→ Task objective: Reproduce exactly, from the data that follows, the line with "(Some(owner), BudgetKind::Post) |", the line with "let owner = self.get_account(&owner)?.id;", and every line that lies between them.

→ Provided material:
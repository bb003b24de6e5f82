use super::{AccountService, DynamicGlobalPropertyService};
use crate::asset::{Asset, Symbol};
use crate::database::Database;
use crate::error::{EvaluateError, Result, ValidationError};
use crate::schema::{AccountObject, BudgetKind, BudgetObject};
use crate::time::TimePointSec;
use chainbase::{key, ObjectId};

/// Cash handed out by a budget in one block.
#[derive(Debug, Clone, Copy, PartialEq, Eq)]
pub struct Allocation {
    pub cash: Asset,
    /// Unspent balance returned to the owner when the budget closed.
    pub refund: Option<Asset>,
    pub closed: bool,
}

/// `balance * block_interval / (deadline - start)`, at least one unit.
pub fn calculate_per_block(
    start: TimePointSec,
    deadline: TimePointSec,
    balance: Asset,
    block_interval: u32,
) -> Result<Asset> {
    ensure!(start < deadline, ValidationError::InvalidPeriod)?;
    let period = deadline.since(start) as u128;
    let per_block = balance.fraction(block_interval as u128, period);
    Ok(Asset::new(per_block.amount.max(1), balance.symbol))
}

pub trait BudgetService {
    fn get_budget(&self, id: ObjectId<BudgetObject>) -> Result<&BudgetObject>;

    fn budgets_of_kind(&self, kind: BudgetKind) -> Vec<ObjectId<BudgetObject>>;

    fn budgets_of_owner(&self, owner: &AccountObject) -> Vec<&BudgetObject>;

    /// System budget feeding the reward pipeline, starting now.
    fn create_fund_budget(
        &mut self,
        balance: Asset,
        deadline: TimePointSec,
    ) -> Result<ObjectId<BudgetObject>>;

    /// Budget paid out of the owner's liquid balance.
    fn create_budget(
        &mut self,
        owner: ObjectId<AccountObject>,
        kind: BudgetKind,
        balance: Asset,
        deadline: TimePointSec,
        content_permlink: &str,
    ) -> Result<ObjectId<BudgetObject>>;

    /// Take this block's share of the budget, closing it once exhausted or
    /// past its deadline. Does nothing twice in the same block.
    fn allocate_cash(&mut self, id: ObjectId<BudgetObject>) -> Result<Allocation>;

    /// Remove an owned budget, refunding its balance. Returns the refund.
    fn close_budget(&mut self, id: ObjectId<BudgetObject>) -> Result<Asset>;

    fn set_budget_per_block(&mut self, id: ObjectId<BudgetObject>, per_block: Asset)
        -> Result<()>;
}

impl Database {
    fn insert_budget(
        &mut self,
        kind: BudgetKind,
        owner: Option<&AccountObject>,
        balance: Asset,
        deadline: TimePointSec,
        content_permlink: &str,
    ) -> Result<ObjectId<BudgetObject>> {
        let props = self.dynamic_global_properties()?;
        let start = props.time;
        let head_block_num = props.head_block_number;
        let per_block = calculate_per_block(start, deadline, balance, self.config.block_interval)?;
        let owner = owner.map(|o| o.name.clone());
        let budget = self.budgets.create(|id| BudgetObject {
            id,
            kind,
            owner,
            content_permlink: content_permlink.to_owned(),
            created: start,
            deadline,
            balance,
            per_block,
            // first allocation in the next block
            last_cashout_block: head_block_num,
        })?;
        tracing::debug!(
            budget = budget.id.value(),
            balance = %balance,
            per_block = %per_block,
            "budget created"
        );
        Ok(budget.id)
    }

    fn take_from_budget(&mut self, id: ObjectId<BudgetObject>, amount: Asset) -> Result<Asset> {
        let budget = self.get_budget(id)?;
        let taken = budget.balance.min(amount);
        let balance = (budget.balance - taken)?;
        self.budgets.modify(id, |b| b.balance = balance)?;
        Ok(taken)
    }
}

impl BudgetService for Database {
    fn get_budget(&self, id: ObjectId<BudgetObject>) -> Result<&BudgetObject> {
        Ok(self.budgets.get(id)?)
    }

    fn budgets_of_kind(&self, kind: BudgetKind) -> Vec<ObjectId<BudgetObject>> {
        self.budgets
            .prefix_by(BudgetObject::BY_KIND, &key![kind])
            .map(|b| b.id)
            .collect()
    }

    fn budgets_of_owner(&self, owner: &AccountObject) -> Vec<&BudgetObject> {
        self.budgets
            .prefix_by(BudgetObject::BY_OWNER, &key![&owner.name])
            .collect()
    }

    fn create_fund_budget(
        &mut self,
        balance: Asset,
        deadline: TimePointSec,
    ) -> Result<ObjectId<BudgetObject>> {
        ensure!(
            balance.is_positive(),
            ValidationError::NonPositiveAmount { field: "balance" }
        )?;
        self.insert_budget(BudgetKind::Fund, None, balance, deadline, "")
    }

    fn create_budget(
        &mut self,
        owner: ObjectId<AccountObject>,
        kind: BudgetKind,
        balance: Asset,
        deadline: TimePointSec,
        content_permlink: &str,
    ) -> Result<ObjectId<BudgetObject>> {
        ensure!(
            balance.symbol == Symbol::Scr,
            ValidationError::WrongSymbol {
                field: "balance",
                expected: Symbol::Scr,
            }
        )?;
        ensure!(
            balance.is_positive(),
            ValidationError::NonPositiveAmount { field: "balance" }
        )?;
        ensure!(
            deadline > self.head_block_time()?,
            EvaluateError::BudgetDeadlinePassed
        )?;
        let account = self.get_account_by_id(owner)?.clone();
        ensure!(
            self.budgets_of_owner(&account).len() < self.config.budgets_limit_per_owner,
            EvaluateError::TooManyBudgets(account.name.clone())
        )?;

        self.decrease_balance(owner, balance)?;
        self.insert_budget(kind, Some(&account), balance, deadline, content_permlink)
    }

    fn allocate_cash(&mut self, id: ObjectId<BudgetObject>) -> Result<Allocation> {
        let props = self.dynamic_global_properties()?;
        let (now, head_block_num) = (props.time, props.head_block_number);
        let budget = self.get_budget(id)?;
        if budget.last_cashout_block >= head_block_num {
            return Ok(Allocation {
                cash: Asset::zero(budget.balance.symbol),
                refund: None,
                closed: false,
            });
        }
        let per_block = budget.per_block;
        let cash = self.take_from_budget(id, per_block)?;

        let budget = self.get_budget(id)?;
        // fund budgets keep paying after missed blocks until drained
        let keep_open = budget.balance.is_positive()
            && (now < budget.deadline || budget.kind == BudgetKind::Fund);
        if keep_open {
            self.budgets
                .modify(id, |b| b.last_cashout_block = head_block_num)?;
            return Ok(Allocation {
                cash,
                refund: None,
                closed: false,
            });
        }

        let refund = if budget.kind == BudgetKind::Fund {
            self.budgets.remove(id)?;
            None
        } else {
            Some(self.close_budget(id)?)
        };
        Ok(Allocation {
            cash,
            refund,
            closed: true,
        })
    }

    fn close_budget(&mut self, id: ObjectId<BudgetObject>) -> Result<Asset> {
        let budget = self.get_budget(id)?.clone();
        let owner = match (&budget.owner, budget.kind) {
            (Some(owner), BudgetKind::Post) | (Some(owner), BudgetKind::Banner) => owner.clone(),
            _ => return Err(EvaluateError::FundBudgetNotClosable.into()),
        };
        let owner = self.get_account(&owner)?.id;
        let refund = self.take_from_budget(id, budget.balance)?;
        if refund.is_positive() {
            self.increase_balance(owner, refund)?;
        }
        self.budgets.remove(id)?;
        tracing::debug!(budget = id.value(), refund = %refund, "budget closed");
        Ok(refund)
    }

    fn set_budget_per_block(
        &mut self,
        id: ObjectId<BudgetObject>,
        per_block: Asset,
    ) -> Result<()> {
        self.budgets.modify(id, |b| b.per_block = per_block)?;
        Ok(())
    }
}

#[cfg(test)]
mod tests {
    use super::*;
    use crate::testing::ChainStateBuilder;
    use quickcheck_macros::quickcheck;

    #[quickcheck]
    fn per_block_is_never_zero(balance: u32, start: u32, length: u16) -> bool {
        let balance = Asset::scr(balance as i64 + 1);
        let start = TimePointSec(start / 2);
        let deadline = start.add_seconds(length as u32 + 1);
        calculate_per_block(start, deadline, balance, 3)
            .map(|per_block| per_block.amount >= 1)
            .unwrap_or(false)
    }

    #[test]
    fn empty_period_is_rejected() {
        assert_err_match!(
            crate::error::Error::Validation(ValidationError::InvalidPeriod),
            calculate_per_block(TimePointSec(10), TimePointSec(10), Asset::scr(1), 3)
        );
    }

    #[test]
    fn fund_budget_pays_out_and_disappears() {
        let mut state = ChainStateBuilder::new().build().unwrap();
        let db = state.database_mut();
        let interval = db.config().block_interval;
        let start = db.head_block_time().unwrap();
        let budget = db
            .create_fund_budget(Asset::scr(1_000), start.add_seconds(10 * interval))
            .unwrap();
        assert_eq!(db.get_budget(budget).unwrap().per_block, Asset::scr(100));

        // nothing in the block the budget was created in
        assert!(db.allocate_cash(budget).unwrap().cash.is_zero());

        let mut total = Asset::scr(0);
        for block in 1..=10u32 {
            db.update_dynamic_global_properties(|p| {
                p.head_block_number += 1;
                p.time = p.time.add_seconds(interval);
            })
            .unwrap();
            let allocation = db.allocate_cash(budget).unwrap();
            total = (total + allocation.cash).unwrap();
            assert_eq!(allocation.closed, block == 10);
        }
        assert_eq!(total, Asset::scr(1_000));
        assert!(db.budgets().find(budget).is_none());
    }

    #[test]
    fn owned_budget_refunds_the_owner() {
        let mut state = ChainStateBuilder::new()
            .with_account("alice", Asset::scr(1_000), Asset::sp(0))
            .build()
            .unwrap();
        let db = state.database_mut();
        let alice = db.get_account(&"alice".parse().unwrap()).unwrap().id;
        let deadline = db.head_block_time().unwrap().add_seconds(3_000);
        let budget = db
            .create_budget(alice, BudgetKind::Post, Asset::scr(400), deadline, "post")
            .unwrap();
        assert_eq!(
            db.get_account_by_id(alice).unwrap().balance,
            Asset::scr(600)
        );

        let refund = db.close_budget(budget).unwrap();
        assert_eq!(refund, Asset::scr(400));
        assert_eq!(
            db.get_account_by_id(alice).unwrap().balance,
            Asset::scr(1_000)
        );
    }
}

→ Result of the task:
            (Some(owner), BudgetKind::Post) | (Some(owner), BudgetKind::Banner) => owner.clone(),
            _ => return Err(EvaluateError::FundBudgetNotClosable.into()),
        };
        let owner = self.get_account(&owner)?.id;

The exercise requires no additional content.